Ipólito dá o exemplo de uma empresa do portfólio do Goldstreet, a Hope+, que vende planos de saúde empresariais de baixo custo, em que um dos serviços oferecidos é o suporte de um capelão. “Extrapola um apenas o serviço e tem influência também espiritual.”

O banco H&S Bank, ainda em construção, é outro caso: a instituição financeira oferecerá produtos com propósito, como um fundo de previdência voltado a pastores missionários.

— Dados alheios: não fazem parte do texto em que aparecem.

impl From<template::Error> for Error {
    /// Converts a [`template::Error`] into an [`Error`]. This allows us to
    /// use the `?` operator for fallible template operations.
    fn from(err: template::Error) -> Error {
        Error::Template(err)
    }
}

impl fmt::Display for Error {
    /// Displays an [`Error`] as presentable text.
    fn fmt(&self, f: &mut fmt::Formatter) -> fmt::Result {
        match self {
            Error::Template(err) => err.fmt(f),
            Error::Io { path, err } => write!(f, "Writing '{}': {}", path.display(), err),
        }
    }
}

impl std::error::Error for Error {
    /// Implements the [`std::error::Error`] trait for [`Error`].
    fn source(&self) -> Option<&(dyn std::error::Error + 'static)> {
        match self {
            Error::Template(err) => Some(err),
            Error::Io { path: _, err } => Some(err),
        }
    }
}

#[cfg(test)]
mod tests {
    use super::*;
    use crate::model::tests::article;
    use crate::repository::Content;
    use crate::unit::enumerate;
    use url::Url;

    /// Renders the context fields a test cares about as `key=value` lines.
    struct Probe;

    impl PageRenderer for Probe {
        fn render(&self, template: &str, context: Value) -> template::Result<String> {
            let mut out = format!("template={}\n", template);
            if let Value::Object(m) = context {
                let mut keys: Vec<&String> = m.keys().collect();
                keys.sort();
                for key in keys {
                    out.push_str(&format!("{}={}\n", key, show(&m[key])));
                }
            }
            Ok(out)
        }
    }

    fn show(value: &Value) -> String {
        match value {
            Value::String(s) => s.clone(),
            Value::Bool(b) => b.to_string(),
            Value::Nil => "nil".to_owned(),
            Value::Array(items) => format!("[{}]", items.iter().map(show).collect::<Vec<_>>().join(",")),
            Value::Object(m) => {
                let mut keys: Vec<&String> = m.keys().collect();
                keys.sort();
                let fields: Vec<String> = keys.iter().map(|k| format!("{}:{}", k, show(&m[*k]))).collect();
                format!("{{{}}}", fields.join(" "))
            }
            other => format!("{}", other),
        }
    }

    fn render(content: Content, file_name: &str) -> String {
        let snapshot = Snapshot::capture(&content).unwrap();
        let render_config = RenderConfig::new(Url::parse("https://example.org/").unwrap());
        let writer = Writer {
            renderer: &Probe,
            render_config: &render_config,
            snapshot: &snapshot,
            site_title: "<洞府>",
            bio: "bio",
            output_directory: Path::new("/nonexistent"),
            today: NaiveDate::from_ymd_opt(2024, 6, 1).unwrap(),
        };
        let units = enumerate(&snapshot, 2).unwrap();
        let unit = units.iter().find(|u| u.file_name == file_name).unwrap();
        writer.render_unit(unit).unwrap()
    }

    #[test]
    fn common_fields_are_present_and_escaped() {
        let out = render(Content::default(), "about.html");
        assert!(out.contains("template=about\n"), "{}", out);
        assert!(out.contains("is_static=true\n"), "{}", out);
        assert!(out.contains("current_page=about\n"), "{}", out);
        assert!(out.contains("site_title=&lt;洞府&gt;\n"), "{}", out);
        assert!(out.contains("media_url=media/\n"), "{}", out);
    }

    #[test]
    fn list_pages_link_their_neighbours() {
        let content = Content {
            articles: (1..=5).map(|id| article(id, id as u32)).collect(),
            ..Content::default()
        };
        let out = render(content, "list_page_2.html");
        assert!(out.contains("has_next:true"), "{}", out);
        assert!(out.contains("prev_url:list.html"), "{}", out);
        assert!(out.contains("next_url:list_page_3.html"), "{}", out);
        assert!(out.contains("number:2"), "{}", out);
        assert!(out.contains("url:article_3.html"), "{}", out);
        assert!(out.contains("url:article_2.html"), "{}", out);
        assert!(!out.contains("url:article_1.html"), "{}", out);
    }

    #[test]
    fn detail_pages_carry_sanitized_body_and_visible_comments() {
        let mut a = article(7, 1);
        a.title = "<script>x</script>".to_owned();
        a.body = "# Title\n\n<script>alert(1)</script>\n\nBody text".to_owned();
        let comment = |id: u64, hidden: bool| Comment {
            id,
            article_id: 7,
            nickname: format!("nick{}", id),
            city: "城".to_owned(),
            body: format!("<b>comment {}</b>", id),
            created_at: a.published_at,
            hidden,
            avatar: "avatars/icon_01.png".to_owned(),
        };
        let content = Content {
            comments: vec![comment(1, false), comment(2, true)],
            articles: vec![a.clone()],
            ..Content::default()
        };

        let out = render(content, "article_7.html");
        assert!(out.contains("<h1>Title</h1>"), "{}", out);
        assert!(!out.contains("<script"), "{}", out);
        assert!(out.contains("title:&lt;script&gt;x&lt;/script&gt;"), "{}", out);
        assert!(out.contains("nickname:nick1"), "{}", out);
        assert!(!out.contains("nick2"), "{}", out);
        assert!(out.contains("body:&lt;b&gt;comment 1&lt;/b&gt;"), "{}", out);
        assert!(out.contains("avatar_url:media/avatars/icon_01.png"), "{}", out);
        assert!(out.contains("prev_url=nil"), "{}", out);
    }

    #[test]
    fn sitemap_bypasses_the_renderer() {
        let content = Content {
            articles: vec![article(4, 3)],
            ..Content::default()
        };
        let out = render(content, "sitemap.xml");
        assert!(out.starts_with("<?xml"), "{}", out);
        assert!(out.contains("<loc>https://example.org/article_4.html</loc>"), "{}", out);
        assert!(out.contains("<lastmod>2024-06-01</lastmod>"), "{}", out);
    }

    #[test]
    fn tags_mark_the_active_filter() {
        let mut a = article(1, 1);
        a.tags = vec![2];
        let content = Content {
            tags: vec![
                Tag { id: 1, name: "go".to_owned() },
                Tag { id: 2, name: "rust".to_owned() },
            ],
            articles: vec![a],
            ..Content::default()
        };
        let out = render(content, "list_tag_rust.html");
        assert!(
            out.contains("tags=[{active:false name:go url:list_tag_go.html},{active:true name:rust url:list_tag_rust.html}]"),
            "{}",
            out
        );
        assert!(out.contains("active_tag={name:rust url:list_tag_rust.html}"), "{}", out);
    }
}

Ipólito diz que o objetivo do movimento é deixar de separar o que é sagrado do secular. “O que fazemos hoje é quebrar essa dicotomia. Em religiões como o judaísmo, não há diferença de postura no trabalho e em uma sinagoga”, exemplifica. “Mas o cristianismo acaba fazendo essa separação.”

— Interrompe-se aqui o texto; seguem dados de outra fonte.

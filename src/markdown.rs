//! Converts article Markdown into HTML that is safe to embed in a page.

use crate::config::RenderConfig;
use pulldown_cmark::{html, Options, Parser};

/// The Markdown extensions enabled for article bodies. Fenced code blocks
/// are part of CommonMark and need no flag; their info string becomes a
/// `language-*` class on the `<code>` element.
pub fn extensions() -> Options {
    let mut options = Options::empty();
    options.insert(Options::ENABLE_TABLES);
    options.insert(Options::ENABLE_FOOTNOTES);
    options.insert(Options::ENABLE_DEFINITION_LIST);
    options.insert(Options::ENABLE_STRIKETHROUGH);
    options.insert(Options::ENABLE_TASKLISTS);
    options
}

/// Converts `markdown` to HTML using the extension set in `config`, then
/// cleans the result with `config.policy`. This is the only way Markdown
/// becomes HTML in this crate; article pages never embed unsanitized output.
pub fn to_html(config: &RenderConfig, markdown: &str) -> String {
    let mut raw = String::with_capacity(markdown.len() * 3 / 2);
    html::push_html(&mut raw, Parser::new_ext(markdown, config.extensions));
    config.policy.clean(&raw)
}

#[cfg(test)]
mod tests {
    use super::*;
    use url::Url;

    fn render(markdown: &str) -> String {
        let config = RenderConfig::new(Url::parse("https://example.org/").unwrap());
        to_html(&config, markdown)
    }

    #[test]
    fn heading_survives_and_script_does_not() {
        let html = render("# Title\n\n<script>alert(1)</script>\n\nBody text");
        assert!(html.contains("<h1>Title</h1>"), "{}", html);
        assert!(html.contains("<p>Body text</p>"), "{}", html);
        assert!(!html.contains("<script"), "{}", html);
        assert!(!html.contains("alert(1)"), "{}", html);
    }

    #[test]
    fn inline_handlers_and_iframes_are_removed() {
        let html = render(
            "<p onclick=\"steal()\">click</p>\n\n<iframe src=\"https://evil.example\"></iframe>\n\ntext with <b onmouseover=\"x()\">bold</b>",
        );
        assert!(!html.contains("onclick=\""), "{}", html);
        assert!(!html.contains("onmouseover"), "{}", html);
        assert!(!html.contains("<iframe"), "{}", html);
        assert!(html.contains("<b>bold</b>"), "{}", html);
    }

    #[test]
    fn handler_text_in_prose_stays_text() {
        let html = render("write `onclick=\"x\"` in prose");
        assert!(html.starts_with("<p>write <code>onclick=\"x\"</code> in prose</p>"), "{}", html);
    }

    #[test]
    fn fenced_code_is_annotated_with_language() {
        let html = render("```rust\nfn main() {}\n```\n");
        assert!(html.contains(r#"<pre><code class="language-rust">fn main() {}"#), "{}", html);
    }

    #[test]
    fn tables_render() {
        let html = render("| a | b |\n|---|---|\n| 1 | 2 |\n");
        assert!(html.contains("<table>"), "{}", html);
        assert!(html.contains("<th>a</th>"), "{}", html);
        assert!(html.contains("<td>2</td>"), "{}", html);
    }

    #[test]
    fn footnotes_and_definition_lists_keep_their_text() {
        let html = render("Claim[^1].\n\n[^1]: Source.\n\nTerm\n: Definition\n");
        assert!(html.contains("Source."), "{}", html);
        assert!(html.contains("Definition"), "{}", html);
        assert!(!html.contains("<div"), "{}", html);
        assert!(!html.contains("<dl"), "{}", html);
    }

    #[test]
    fn images_keep_source_and_alt_only() {
        let html = render("![cover](media/covers/a.png \"title\")");
        assert!(html.contains(r#"<img src="media/covers/a.png" alt="cover""#), "{}", html);
        assert!(!html.contains("title="), "{}", html);
    }
}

De acordo com ele, o movimento não tem a chancela de determinadas denominações religiosas. “É evangelho puro, sem dogmas de igrejas. Aplicamos o que está na Bíblia. Os conceitos ESG, por exemplo, vêm desde o início do cristianismo, com atenção ao meio ambiente, lisura, transparência.”

A construção desse ecossistema também passa por iniciativas que apoiam empreendedores desde a criação de empresas, como a aceleradora de negócios Bluefields, que nasceu no porão de uma igreja presbiteriana em São Paulo.

“Pensamos: como aplicar conceitos cristãos que ouvimos no domingo de segunda a sexta? Assim surgiu a Bluefields”, relata Paulo Humaitá, fundador da empresa, que já incentivou 300 negócios de tecnologia. “Nossa política é de valorizar pessoas, ter uma boa cultura de trabalho, com bons valores.”

Entre os valores cristãos, ele aponta o que chama de liderança servidora. “É liderar como Cristo liderou. Jesus era um líder servidor, que serve as pessoas, que se preocupa com o bem estar, com o desenvolvimento das pessoas. Que empresário não se beneficiaria disso?”, questiona.

Esse conceito já forma inclusive lideranças empresariais cristãs, como Victor Reis, fundador do Grupo MedMais, especializado em emergências aeroportuárias, que se define como a primeira empresa biblicamente responsável de Brasília, no Distrito Federal.

Ele é criador da Comunidade Reis, grupo de networking de empresas cristãs que afirma ser formado por pessoas “que decidiram ser reis do próprio destino e não vítimas das circunstâncias”.

“Quando um líder aplica princípios bíblicos, ele toma decisões mais justas, lidera com amor e visão, e constrói negócios sólidos que vão além do lucro, gerando legado. A fé dá propósito e a performance garante que esse propósito se manifeste em resultados práticos e mensuráveis.”

O movimento, ainda em consolidação no Brasil, tem um espelho maduro nos Estados Unidos. Lá, a estimativa é que haja meio trilhão de dólares em investimentos em fundos religiosos e fundos de pensão, segundo estimativa da agência de notícias Bloomberg.

Estudos feitos nos EUA para comparar a rentabilidade desses fundos com investimentos tradicionais variam nos resultados: alguns mostram rentabilidade menor pelo fato de haver um universo mais restrito de aplicações disponíveis; outros apontam para resultados junto com a média do mercado.

Mas o tema traz polêmicas muito mais sérias. No início do ano, ficou conhecido o caso da GuideStone Funds, uma gestora de investimentos cristã que administra US$ 24 bilhões em ativos e que pressiona grandes corporações a abandonarem o engajamento em causas LGBTQIA+ e saúde reprodutiva.

Goes afirma que questões como a defesa dos direitos LGBTQIA+ não costumam entram nas análises da Tentmaker. “Mas se a empresa obriga as pessoas a não declararem sua fé, expressando suas posições, isso não é positivo. Mas hoje acabamos entrando muito pouco nessa seara”, diz. “Nossas lentes são mais inclusivas do que exclusivas.”